Needles the Tailor is one of the new members of Riff Raff's gang. He sewed a sail as part of Riff Raff's ghost ship plot.

Sandy the Safecracker 
Appearances: Whistler's Father, Riffraffville, The Vacuum Gun

Sandy the Safecracker is the best at breaking banks. He just opens safes with his fingers.

Smitty the Blacksmith 
Appearances: Just In Case

Smitty the Blacksmith is one of the new members of Riff Raff's gang. He hammered out an anchor as part of Riff Raff's ghost ship plot.
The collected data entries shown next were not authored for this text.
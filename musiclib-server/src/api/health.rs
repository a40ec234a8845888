//! Liveness probe

/// GET /health
///
/// Plain-text `OK`. Never touches the database, so it answers even while
/// the store is unreachable.
pub async fn health() -> &'static str {
    "OK"
}
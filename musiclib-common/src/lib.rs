//! # musiclib common library
//!
//! Shared code for the musiclib server and migrator:
//! - Catalog entity model and table schemas
//! - Generic record storage over PostgreSQL
//! - Database configuration
//! - Error types

pub mod config;
pub mod db;
pub mod error;

pub use error::{Error, Result};
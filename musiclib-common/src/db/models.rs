//! Catalog records: artists, songs and song details

use chrono::{DateTime, NaiveDate, Utc};
use serde::{Deserialize, Serialize};

use super::schema::{ColumnDefinition, Entity, SqlValue};

/// A performer. Owns zero or more songs; deleting an artist deletes its songs.
#[derive(Debug, Clone, PartialEq, Serialize, Deserialize, sqlx::FromRow)]
pub struct Artist {
    pub id: i64,
    pub name: String,
    pub is_group: bool,
}

impl Artist {
    /// Unsaved artist; the store assigns the id
    pub fn new(name: impl Into<String>, is_group: bool) -> Self {
        Self {
            id: 0,
            name: name.into(),
            is_group,
        }
    }
}

impl Entity for Artist {
    const TABLE: &'static str = "artists";
    const NAME: &'static str = "artist";

    fn columns() -> Vec<ColumnDefinition> {
        vec![
            ColumnDefinition::new("id", "BIGSERIAL").primary_key(),
            ColumnDefinition::new("name", "TEXT").not_null().unique(),
            ColumnDefinition::new("is_group", "BOOLEAN")
                .not_null()
                .default("FALSE"),
        ]
    }

    fn id(&self) -> i64 {
        self.id
    }

    fn values(&self) -> Vec<(&'static str, SqlValue)> {
        vec![
            ("name", SqlValue::Text(self.name.clone())),
            ("is_group", SqlValue::Bool(self.is_group)),
        ]
    }
}

/// A song by one artist, with at most one [`SongDetail`]
#[derive(Debug, Clone, PartialEq, Serialize, Deserialize, sqlx::FromRow)]
pub struct Song {
    pub id: i64,
    pub name: String,
    pub artist_id: i64,
    pub created_at: DateTime<Utc>,
    pub updated_at: DateTime<Utc>,
}

impl Song {
    /// Unsaved song; id and timestamps are replaced by the store on insert
    pub fn new(name: impl Into<String>, artist_id: i64) -> Self {
        let now = Utc::now();
        Self {
            id: 0,
            name: name.into(),
            artist_id,
            created_at: now,
            updated_at: now,
        }
    }
}

impl Entity for Song {
    const TABLE: &'static str = "songs";
    const NAME: &'static str = "song";

    fn columns() -> Vec<ColumnDefinition> {
        vec![
            ColumnDefinition::new("id", "BIGSERIAL").primary_key(),
            ColumnDefinition::new("name", "TEXT").not_null(),
            ColumnDefinition::new("artist_id", "BIGINT")
                .not_null()
                .indexed()
                .references_cascade("artists"),
            ColumnDefinition::timestamp("created_at"),
            ColumnDefinition::timestamp("updated_at"),
        ]
    }

    fn id(&self) -> i64 {
        self.id
    }

    fn values(&self) -> Vec<(&'static str, SqlValue)> {
        vec![
            ("name", SqlValue::Text(self.name.clone())),
            ("artist_id", SqlValue::BigInt(self.artist_id)),
        ]
    }
}

/// Lyrics and release information; one-to-one with [`Song`] via `song_id`
#[derive(Debug, Clone, PartialEq, Serialize, Deserialize, sqlx::FromRow)]
pub struct SongDetail {
    pub id: i64,
    pub song_id: i64,
    pub text: String,
    pub release_date: NaiveDate,
    #[serde(default, skip_serializing_if = "Option::is_none")]
    pub link: Option<String>,
    pub created_at: DateTime<Utc>,
    pub updated_at: DateTime<Utc>,
}

impl SongDetail {
    /// Unsaved detail for `song_id`
    pub fn new(
        song_id: i64,
        text: impl Into<String>,
        release_date: NaiveDate,
        link: Option<String>,
    ) -> Self {
        let now = Utc::now();
        Self {
            id: 0,
            song_id,
            text: text.into(),
            release_date,
            link,
            created_at: now,
            updated_at: now,
        }
    }
}

impl Entity for SongDetail {
    const TABLE: &'static str = "song_details";
    const NAME: &'static str = "song_detail";

    fn columns() -> Vec<ColumnDefinition> {
        vec![
            ColumnDefinition::new("id", "BIGSERIAL").primary_key(),
            ColumnDefinition::new("song_id", "BIGINT")
                .not_null()
                .unique()
                .indexed()
                .references_cascade("songs"),
            ColumnDefinition::new("text", "TEXT").not_null(),
            ColumnDefinition::new("release_date", "DATE").not_null(),
            ColumnDefinition::new("link", "VARCHAR(255)"),
            ColumnDefinition::timestamp("created_at"),
            ColumnDefinition::timestamp("updated_at"),
        ]
    }

    fn id(&self) -> i64 {
        self.id
    }

    fn values(&self) -> Vec<(&'static str, SqlValue)> {
        vec![
            ("song_id", SqlValue::BigInt(self.song_id)),
            ("text", SqlValue::Text(self.text.clone())),
            ("release_date", SqlValue::Date(self.release_date)),
            ("link", SqlValue::NullableText(self.link.clone())),
        ]
    }
}

/// Column layout of every catalog table, parents before children
pub fn catalog_tables() -> Vec<(&'static str, Vec<ColumnDefinition>)> {
    vec![
        (Artist::TABLE, Artist::columns()),
        (Song::TABLE, Song::columns()),
        (SongDetail::TABLE, SongDetail::columns()),
    ]
}
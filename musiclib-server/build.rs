//! Build script for musiclib-server
//!
//! Captures build identification for the startup log line:
//! - Git commit hash (short form)
//! - Build timestamp
//! - Build profile (debug/release)

use std::process::Command;

fn main() {
    let git_hash = Command::new("git")
        .args(["rev-parse", "--short=8", "HEAD"])
        .output()
        .ok()
        .filter(|output| output.status.success())
        .and_then(|output| String::from_utf8(output.stdout).ok())
        .map(|s| s.trim().to_string())
        .unwrap_or_else(|| "unknown".to_string());

    let build_timestamp = chrono::Utc::now().to_rfc3339_opts(chrono::SecondsFormat::Secs, true);

    let profile = std::env::var("PROFILE").unwrap_or_else(|_| "unknown".to_string());

    println!("cargo:rustc-env=GIT_HASH={}", git_hash);
    println!("cargo:rustc-env=BUILD_TIMESTAMP={}", build_timestamp);
    println!("cargo:rustc-env=BUILD_PROFILE={}", profile);
}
Voiced by George S. Irving.

Spinny Wheels 
Appearances: Whistler's Father, Riffraffville, The Vacuum Gun

Spinny Wheels is the best getaway car driver in the crime business.

Witch Doctor 
Appearances: Just In Case

The Witch Doctor is one of the new members of Riff Raff's gang. He was the disguised prisoner who went with Riff Raff during the prison break. When asked by Nails, Needles, and Smitty why they should bring him along during the prison break and give him a share of the loot, Riff Raff kept telling them "Just In Case". When Sweet Polly Purebred ends up captured during her infiltration, Riff Raff reveals the disguised prisoner to be a Witch Doctor. When Underdog arrives, the Witch Doctor puts Underdog under a voodoo spell which was instantly broken by Underdog taking his Super Energy Pill.

Voiced by George S. Irving.

Other villains

Batty-Man
Appearances: Batty-Man, The Vacuum Gun

Batty-Man (voiced by Allen Swift) is a vampire villain who commands a massive army of giant bats and lives in Belfrey Castle.

In "Batty-Man", he and his batty army have caused a crime wave nationwide. Underdog, the police, and everyone in the country were baffled because of these crime waves. The crime wave was arranged to make Underdog powerless enough so Batty-Man cannot be stopped from pulling the crime of the century. Soon, Underdog found out Batty-Man was the crook behind the crime wave after Sweet Polly was taken captive. Underdog had to rescue her and defeat Batty-Man, but he failed and was captured. Batty-Man later planned to steal all the gold in Fort Knox and use it to go to Europe by turning the gold into bowling balls. Underdog and Polly escaped before they could get turned into bowling balls and defeated Batty-Man. Everything was then returned to its rightful owners.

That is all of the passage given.